use std::{io, time::Duration};
use anyhow::Result;
use chrono::NaiveDate;
use crossterm::{
    event::{self, Event, KeyCode, KeyEventKind},
    execute,
    terminal::{disable_raw_mode, enable_raw_mode, EnterAlternateScreen, LeaveAlternateScreen},
};
use ratatui::{
    prelude::*,
    widgets::{Block, BorderType, Borders, Cell, Padding, Paragraph, Row, Table},
};
use stimlog_core::{
    hour_views, slot_status, summarize, Day, DayRepository, DayService, FieldStats, HourStatus,
};

// --- THEME ---
struct Theme {
    primary: Color,
    muted: Color,
    text: Color,
    pain: Color,
    off: Color,
    asleep: Color,
}

const THEME: Theme = Theme {
    primary: Color::Cyan,  // Highlights
    muted: Color::DarkGray,
    text: Color::White,
    pain: Color::Red,
    off: Color::Yellow,
    asleep: Color::Blue,
};

pub struct BrowseApp {
    pub days: Vec<Day>,
    pub current_day_index: usize,
}

impl BrowseApp {
    /// `days` must be sorted by date; starts on `focus` if present, else the latest day.
    pub fn new(days: Vec<Day>, focus: NaiveDate) -> Self {
        let current_day_index = days
            .iter()
            .position(|d| d.date() == focus)
            .unwrap_or(days.len().saturating_sub(1));
        Self {
            days,
            current_day_index,
        }
    }

    pub fn next_day(&mut self) {
        if !self.days.is_empty() && self.current_day_index < self.days.len() - 1 {
            self.current_day_index += 1;
        }
    }

    pub fn previous_day(&mut self) {
        if self.current_day_index > 0 {
            self.current_day_index -= 1;
        }
    }

    pub fn current_day(&self) -> Option<&Day> {
        self.days.get(self.current_day_index)
    }
}

fn load_days<R: DayRepository>(service: &DayService<R>, focus: NaiveDate) -> Result<Vec<Day>> {
    let mut days = Vec::new();
    for date in service.list_dates()? {
        days.extend(service.get_day(date)?);
    }
    if !days.iter().any(|d| d.date() == focus) {
        days.push(service.open(focus)?);
        days.sort_by_key(|d| d.date());
    }
    Ok(days)
}

pub fn run<R: DayRepository>(service: &DayService<R>, focus: NaiveDate) -> Result<()> {
    // Data setup
    let days = load_days(service, focus)?;

    // Terminal setup
    enable_raw_mode()?;
    let mut stdout = io::stdout();
    execute!(stdout, EnterAlternateScreen)?;
    let backend = CrosstermBackend::new(stdout);
    let mut terminal = Terminal::new(backend)?;

    let mut app = BrowseApp::new(days, focus);
    let res = run_loop(&mut terminal, &mut app);

    // Restore terminal
    disable_raw_mode()?;
    execute!(terminal.backend_mut(), LeaveAlternateScreen)?;
    terminal.show_cursor()?;

    res
}

fn run_loop(terminal: &mut Terminal<CrosstermBackend<io::Stdout>>, app: &mut BrowseApp) -> Result<()> {
    loop {
        terminal.draw(|f| ui(f, app))?;

        if event::poll(Duration::from_millis(100))? {
            if let Event::Key(key) = event::read()? {
                if key.kind == KeyEventKind::Press {
                    match key.code {
                        KeyCode::Char('q') | KeyCode::Esc => return Ok(()),
                        KeyCode::Left | KeyCode::Char('h') => app.previous_day(),
                        KeyCode::Right | KeyCode::Char('l') => app.next_day(),
                        _ => {}
                    }
                }
            }
        }
    }
}

fn ui(frame: &mut Frame, app: &BrowseApp) {
    let size = frame.area();

    let main_layout = Layout::default()
        .direction(Direction::Vertical)
        .margin(1)
        .constraints([
            Constraint::Length(3), // Header
            Constraint::Min(10),   // Hours + Summary
            Constraint::Length(1), // Footer / Help
        ])
        .split(size);

    let Some(day) = app.current_day() else {
        frame.render_widget(
            Paragraph::new("No days recorded").alignment(Alignment::Center),
            main_layout[1],
        );
        return;
    };

    // --- Header ---
    let header_layout = Layout::default()
        .direction(Direction::Horizontal)
        .constraints([
            Constraint::Length(20),
            Constraint::Min(1),
            Constraint::Length(30), // Day Selector
        ])
        .split(main_layout[0]);

    let app_title = Paragraph::new(Span::styled("STIMLOG", Style::default().fg(THEME.primary).add_modifier(Modifier::BOLD)))
        .block(Block::default().padding(Padding::new(0, 0, 1, 0)));
    frame.render_widget(app_title, header_layout[0]);

    let title = format!(" {} ", day.date().format("%a %Y-%m-%d"));
    let nav_text = Line::from(vec![
        Span::styled(" < ", Style::default().fg(if app.current_day_index > 0 { THEME.text } else { THEME.muted })),
        Span::styled(title, Style::default().fg(THEME.text).add_modifier(Modifier::BOLD)),
        Span::styled(" > ", Style::default().fg(if app.current_day_index < app.days.len() - 1 { THEME.text } else { THEME.muted })),
    ]);
    let nav = Paragraph::new(nav_text).alignment(Alignment::Right).block(Block::default().padding(Padding::new(0, 0, 1, 0)));
    frame.render_widget(nav, header_layout[2]);

    let header_block = Block::default()
        .borders(Borders::BOTTOM)
        .border_style(Style::default().fg(THEME.muted));
    frame.render_widget(header_block, main_layout[0]);

    // --- Main Content Split ---
    let content_chunks = Layout::default()
        .direction(Direction::Horizontal)
        .constraints([
            Constraint::Percentage(65),
            Constraint::Length(1), // Gutter
            Constraint::Percentage(35),
        ])
        .split(main_layout[1]);

    draw_hours(frame, day, content_chunks[0]);
    draw_summary(frame, day, content_chunks[2]);

    // --- Footer ---
    let help = Line::from(vec![
        Span::styled("DAY: ", Style::default().fg(THEME.muted)),
        Span::styled("←/→ ", Style::default().fg(THEME.text)),
        Span::raw("  "),
        Span::styled("QUIT: ", Style::default().fg(THEME.muted)),
        Span::styled("q", Style::default().fg(THEME.text)),
    ]);
    let footer = Paragraph::new(help).alignment(Alignment::Center).style(Style::default().fg(THEME.muted));
    frame.render_widget(footer, main_layout[2]);
}

fn status_color(status: HourStatus) -> Color {
    match status {
        HourStatus::Empty => THEME.muted,
        HourStatus::OffAndAsleep | HourStatus::OffWithPain { .. } => THEME.off,
        HourStatus::AsleepWithDevice { .. } => THEME.asleep,
        HourStatus::Normal { .. } => THEME.text,
    }
}

fn draw_hours(frame: &mut Frame, day: &Day, area: Rect) {
    let hours = day.get_all_hours();
    let rows: Vec<Row> = hour_views(&hours)
        .into_iter()
        .map(|view| {
            let status = slot_status(hours[&view.hour].as_ref());
            let pain_style = match view.pain {
                Some(p) if p > 0 => Style::default().fg(THEME.pain),
                _ => Style::default().fg(THEME.muted),
            };
            Row::new(vec![
                Cell::from(view.period).style(Style::default().fg(THEME.muted)),
                Cell::from(view.pain.map(|p| p.to_string()).unwrap_or_default()).style(pain_style),
                Cell::from(view.description).style(Style::default().fg(status_color(status))),
            ])
        })
        .collect();

    let table = Table::new(
        rows,
        [Constraint::Length(13), Constraint::Length(5), Constraint::Min(10)],
    )
    .header(Row::new(vec!["Period", "Pain", "Record"]).style(Style::default().fg(THEME.primary).add_modifier(Modifier::BOLD)))
    .block(
        Block::default()
            .borders(Borders::ALL)
            .border_type(BorderType::Rounded)
            .border_style(Style::default().fg(THEME.muted))
            .title(" Hours "),
    );

    frame.render_widget(table, area);
}

fn stats_line(label: &str, stats: Option<FieldStats>, color: Color) -> Line<'static> {
    let value = stats
        .map(|s| format!("{} / {} / {:.2}", s.min, s.max, s.avg))
        .unwrap_or_else(|| "-".to_string());
    Line::from(vec![
        Span::styled(format!("{:<10}", label), Style::default().fg(THEME.muted)),
        Span::styled(value, Style::default().fg(color).add_modifier(Modifier::BOLD)),
    ])
}

fn draw_summary(frame: &mut Frame, day: &Day, area: Rect) {
    let summary = summarize(&day.get_all_hours());

    let mut lines = vec![
        Line::from(vec![Span::styled("Overview", Style::default().add_modifier(Modifier::BOLD))]),
        Line::from(""),
        Line::from(vec![
            Span::styled("Recorded: ", Style::default().fg(THEME.muted)),
            Span::styled(format!("{}h", summary.recorded_hours), Style::default().fg(THEME.text)),
        ]),
        Line::from(vec![
            Span::styled("Awake:    ", Style::default().fg(THEME.muted)),
            Span::styled(format!("{}h", summary.sleep.hours_awake), Style::default().fg(THEME.text)),
        ]),
        Line::from(vec![
            Span::styled("Asleep:   ", Style::default().fg(THEME.muted)),
            Span::styled(format!("{}h", summary.sleep.hours_asleep), Style::default().fg(THEME.asleep)),
        ]),
        Line::from(""),
        Line::from(Span::styled("min / max / avg", Style::default().fg(THEME.muted))),
        stats_line("Pain", summary.pain, THEME.pain),
        stats_line("Program", summary.program, THEME.text),
        stats_line("Strength", summary.strength, THEME.text),
        Line::from(""),
        Line::from(vec![Span::styled("Programs", Style::default().add_modifier(Modifier::BOLD))]),
    ];
    for (program, hours) in &summary.program_counts {
        let label = if *program == 0 { "OFF".to_string() } else { format!("P{}", program) };
        lines.push(Line::from(vec![
            Span::styled(format!("{:<10}", label), Style::default().fg(if *program == 0 { THEME.off } else { THEME.muted })),
            Span::styled(format!("{}h", hours), Style::default().fg(THEME.text)),
        ]));
    }

    let info = Paragraph::new(lines).block(
        Block::default()
            .borders(Borders::ALL)
            .border_type(BorderType::Rounded)
            .border_style(Style::default().fg(THEME.muted))
            .title(" Summary "),
    );
    frame.render_widget(info, area);
}

#[cfg(test)]
mod tests {
    use super::*;
    use stimlog_core::ScaleConfig;

    fn day(d: u32) -> Day {
        Day::new(NaiveDate::from_ymd_opt(2022, 7, d).unwrap(), ScaleConfig::default())
    }

    #[test]
    fn test_navigation_stays_in_bounds() {
        let mut app = BrowseApp::new(vec![day(3), day(4), day(5)], NaiveDate::from_ymd_opt(2022, 7, 4).unwrap());
        assert_eq!(app.current_day_index, 1);
        app.next_day();
        app.next_day();
        assert_eq!(app.current_day().map(|d| d.date().format("%d").to_string()), Some("05".to_string()));
        app.previous_day();
        app.previous_day();
        app.previous_day();
        assert_eq!(app.current_day_index, 0);
    }

    #[test]
    fn test_unknown_focus_starts_on_latest() {
        let app = BrowseApp::new(vec![day(3), day(4)], NaiveDate::from_ymd_opt(2022, 8, 1).unwrap());
        assert_eq!(app.current_day_index, 1);

        let mut empty = BrowseApp::new(Vec::new(), NaiveDate::from_ymd_opt(2022, 8, 1).unwrap());
        empty.next_day();
        assert!(empty.current_day().is_none());
    }
}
--
### [Directions for this task]
Each line of the data that has the string "value" should be returned.

### [Answer to the problem]
    let value = stats
        Span::styled(value, Style::default().fg(color).add_modifier(Modifier::BOLD)),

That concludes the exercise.